Data reduction explained

data

What is Data Reduction?

Before we get into the benefits for your end users or the best-suited application workloads of data reduction, let’s talk technology. Data reduction is the process of removing redundant blocks of data to reduce the amount of storage required and with some vendors’ solutions also includes compressing the data after the redundant blocks are removed. Solutions with inline data reduction process the incoming data upon ingest, and then write to primary storage (usually all flash arrays). Post-process data reduction writes the data to a workspace, then processes the data to reduce it (and in some solutions, also compresses it) and finally writes to the primary storage. Think of data reduction as a five (sometimes six)-step process:

1) Ingest the data and write to workspace

2) Break the data into chunks for processing

3) Create a hash code from the chunks for faster processing

4) Compare the hash codes: Unique data gets written; duplicate data only gets a pointer to the original data.

5) For post process: add a step to write data, and then re-write to a workspace.

6) For both in-line or post-process with some vendors then compress the data that has been reduced

Both inline and post-process data reduction may take either of two approaches: data reduction for all application workloads, and data reduction for appropriate application workloads.

The benefit of data reduction varies

When your customers place an application workload that can benefit from data reduction – such as virtual desktop infrastructure (VDI) or virtual server infrastructure (VSI) – which is approximately 14% of most data centre application workloads, your customers can take advantage of the reduced writes and save money by using less storage. In some cases, your customers may be able to reduce the amount of space required by 90% (a 10:1 data reduction).

While VDI and VSI benefit from data reduction technology, many other application workloads do not: examples are OLTP, Big Data Applications, Data Warehouse to name just a few.

Workloads that don’t benefit from data reduction

Databases are just one example of an application workload that should not be used with data reduction technology. Relational databases use tables to improve performance and manage operations. A relational database such as Oracle has no duplicate data blocks, because each block in a tablespace (the logical container in which tables and indexes are stored) contains a unique key at the start and a checksum containing part of that key at the end. As a result, most shops are going to see little space saving, while paying the price of increased latency as the hardware pointlessly attempts to find matching blocks.

Another workload that does not make sense for data reduction is encrypted data.
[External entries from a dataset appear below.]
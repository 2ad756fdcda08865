// SPDX-License-Identifier: Apache-2.0 OR MIT
// Copyright (c) 2025-2026 naskel.com

//! Normalized sensor reading.
//!
//! A [`Reading`] is a sparse set of measurements for one device at one
//! instant. A kind that is absent from the map was not measured; a measured
//! zero is stored as `0.0`.

use chrono::{DateTime, Utc};
use serde::{Deserialize, Serialize};
use std::collections::BTreeMap;
use std::fmt;

/// Measurement kinds a reading can carry.
///
/// Declaration order is the emission order used by destination adapters.
#[derive(Debug, Clone, Copy, PartialEq, Eq, PartialOrd, Ord, Hash, Serialize, Deserialize)]
#[serde(rename_all = "SCREAMING_SNAKE_CASE")]
pub enum MeasurementKind {
    Pm10,
    Pm2_5,
    Pm1_0,
    Pm4_0,
    Humidity,
    Temperature,
    Pressure,
}

impl MeasurementKind {
    /// All kinds, in emission order.
    pub const ALL: [MeasurementKind; 7] = [
        MeasurementKind::Pm10,
        MeasurementKind::Pm2_5,
        MeasurementKind::Pm1_0,
        MeasurementKind::Pm4_0,
        MeasurementKind::Humidity,
        MeasurementKind::Temperature,
        MeasurementKind::Pressure,
    ];

    /// Particulate matter kinds.
    pub const PARTICULATE: [MeasurementKind; 4] = [
        MeasurementKind::Pm10,
        MeasurementKind::Pm2_5,
        MeasurementKind::Pm1_0,
        MeasurementKind::Pm4_0,
    ];

    /// Meteorological kinds.
    pub const METEO: [MeasurementKind; 3] = [
        MeasurementKind::Humidity,
        MeasurementKind::Temperature,
        MeasurementKind::Pressure,
    ];

    /// Wire suffix appended after a destination prefix.
    pub fn suffix(self) -> &'static str {
        match self {
            Self::Pm10 => "P1",
            Self::Pm2_5 => "P2",
            Self::Pm1_0 => "P0",
            Self::Pm4_0 => "P4",
            Self::Humidity => "humidity",
            Self::Temperature => "temperature",
            Self::Pressure => "pressure",
        }
    }

    /// True for the particulate matter group.
    pub fn is_particulate(self) -> bool {
        matches!(self, Self::Pm10 | Self::Pm2_5 | Self::Pm1_0 | Self::Pm4_0)
    }
}

impl fmt::Display for MeasurementKind {
    fn fmt(&self, f: &mut fmt::Formatter<'_>) -> fmt::Result {
        let name = match self {
            Self::Pm10 => "PM10",
            Self::Pm2_5 => "PM2_5",
            Self::Pm1_0 => "PM1_0",
            Self::Pm4_0 => "PM4_0",
            Self::Humidity => "HUMIDITY",
            Self::Temperature => "TEMPERATURE",
            Self::Pressure => "PRESSURE",
        };
        f.write_str(name)
    }
}

/// Sparse measurement map.
pub type Measurements = BTreeMap<MeasurementKind, f64>;

/// One sensor sample for one device.
#[derive(Debug, Clone, PartialEq, Serialize, Deserialize)]
pub struct Reading {
    /// Opaque device identifier.
    pub device_id: String,

    /// Instant the sample was received.
    pub timestamp: DateTime<Utc>,

    values: Measurements,
}

impl Reading {
    /// Create an empty reading.
    pub fn new(device_id: impl Into<String>, timestamp: DateTime<Utc>) -> Self {
        Self {
            device_id: device_id.into(),
            timestamp,
            values: Measurements::new(),
        }
    }

    /// Build a reading from decoded measurements, discarding non-finite values.
    pub fn from_measurements(
        device_id: impl Into<String>,
        timestamp: DateTime<Utc>,
        measurements: Measurements,
    ) -> Self {
        let mut reading = Self::new(device_id, timestamp);
        for (kind, value) in measurements {
            reading.set(kind, value);
        }
        reading
    }

    /// Builder-style [`Reading::set`].
    pub fn with(mut self, kind: MeasurementKind, value: f64) -> Self {
        self.set(kind, value);
        self
    }

    /// Store a value. Returns false (and stores nothing) for NaN or infinity.
    pub fn set(&mut self, kind: MeasurementKind, value: f64) -> bool {
        if !value.is_finite() {
            return false;
        }
        self.values.insert(kind, value);
        true
    }

    /// Value of a kind, if measured.
    pub fn get(&self, kind: MeasurementKind) -> Option<f64> {
        self.values.get(&kind).copied()
    }

    pub fn has(&self, kind: MeasurementKind) -> bool {
        self.values.contains_key(&kind)
    }

    /// True when every listed kind is present.
    pub fn has_all(&self, kinds: &[MeasurementKind]) -> bool {
        kinds.iter().all(|k| self.has(*k))
    }

    pub fn is_empty(&self) -> bool {
        self.values.is_empty()
    }

    pub fn len(&self) -> usize {
        self.values.len()
    }

    /// Present measurements in emission order.
    pub fn iter(&self) -> impl Iterator<Item = (MeasurementKind, f64)> + '_ {
        self.values.iter().map(|(k, v)| (*k, *v))
    }
}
Encryption is, by design, a unique data stream where data reduction only adds latency. Think of credit card numbers as a common workload to be encrypted, and you’ll understand it also has low affinity for data reduction. If there is a need to deduplicate encrypted data, you must have access to the unencrypted data so that the storage system can identify duplicates. This implies data encryption can’t be performed within the application if your customer wants to deduplicate that data. Any storage processing of encrypted data needs to be architected very carefully to preserve the security of the data.
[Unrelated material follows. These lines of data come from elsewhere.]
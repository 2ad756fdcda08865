// SPDX-License-Identifier: Apache-2.0 OR MIT
// Copyright (c) 2025-2026 naskel.com

//! openSenseMap upload (`/boxes/{boxId}/data?luftdaten=true`).
//!
//! Devices are addressed by their box id, taken from the routing table.
//! The `luftdaten=true` flag tells the server to map the Luftdaten item
//! names onto the box's sensors.

use super::naming::prefixed_body;
use super::{
    DeliveryOutcome, DestinationAdapter, Prepared, RestClient, SensorDataBody, SOFTWARE_VERSION,
};
use crate::reading::Reading;
use reqwest::Url;

/// Default device attribute holding the box id.
pub const DEFAULT_ROUTING_ATTRIBUTE: &str = "opensense-id";

#[derive(Debug, Clone)]
pub struct OpenSenseAdapter {
    client: RestClient,
    attribute: String,
}

impl OpenSenseAdapter {
    pub fn new(client: RestClient, attribute: impl Into<String>) -> Self {
        Self {
            client,
            attribute: attribute.into(),
        }
    }

    /// Data URL for a box. The id is one encoded path segment.
    fn data_url(&self, box_id: &str) -> Url {
        self.client.segments_url(&["boxes", box_id, "data"])
    }
}

impl DestinationAdapter for OpenSenseAdapter {
    fn name(&self) -> &str {
        "opensense"
    }

    fn routing_attribute(&self) -> Option<&str> {
        Some(&self.attribute)
    }

    fn build_body(&self, reading: &Reading, routing: Option<&str>) -> Prepared {
        match routing.map(str::trim) {
            Some(box_id) if !box_id.is_empty() => Prepared::Upload {
                key: box_id.to_string(),
                body: prefixed_body(reading, SOFTWARE_VERSION),
            },
            _ => Prepared::Skip,
        }
    }

    fn deliver(&self, key: &str, body: &SensorDataBody) -> DeliveryOutcome {
        self.client
            .post_json_to(self.data_url(key), &[("luftdaten", "true")], &[], body)
    }
}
Can your customers turn data reduction features on and off per workload?

When your customer has an application workload that will have a small or no benefit from data reduction (for instance, databases or encrypted data), well-designed data reduction solutions have the ability to turn data reduction off. This approach gives your customers the ability to decide on a LUN-by-LUN or share-by-share basis if the application workload will benefit from the data reduction technology.

Many of the solutions in the market today always leave the data reduction technology on and this can actually impact the performance of some application workloads. In short, the best solutions for your customers are those that give them granular control over when to execute data reduction technology and when not to, based on the benefits of each application workload.

There are some solutions on the market that will provide your customers with a data reduction dashboard that displays the effective data reduction rate. If data reduction is right for a specific application workload, your customer will know to go looking for similar workloads to deduplicate. If the application workload is clearly not a deduplication candidate, wouldn’t it be great to give your customer the flexibility to throw it out and make room for something that will actually benefit from the technology?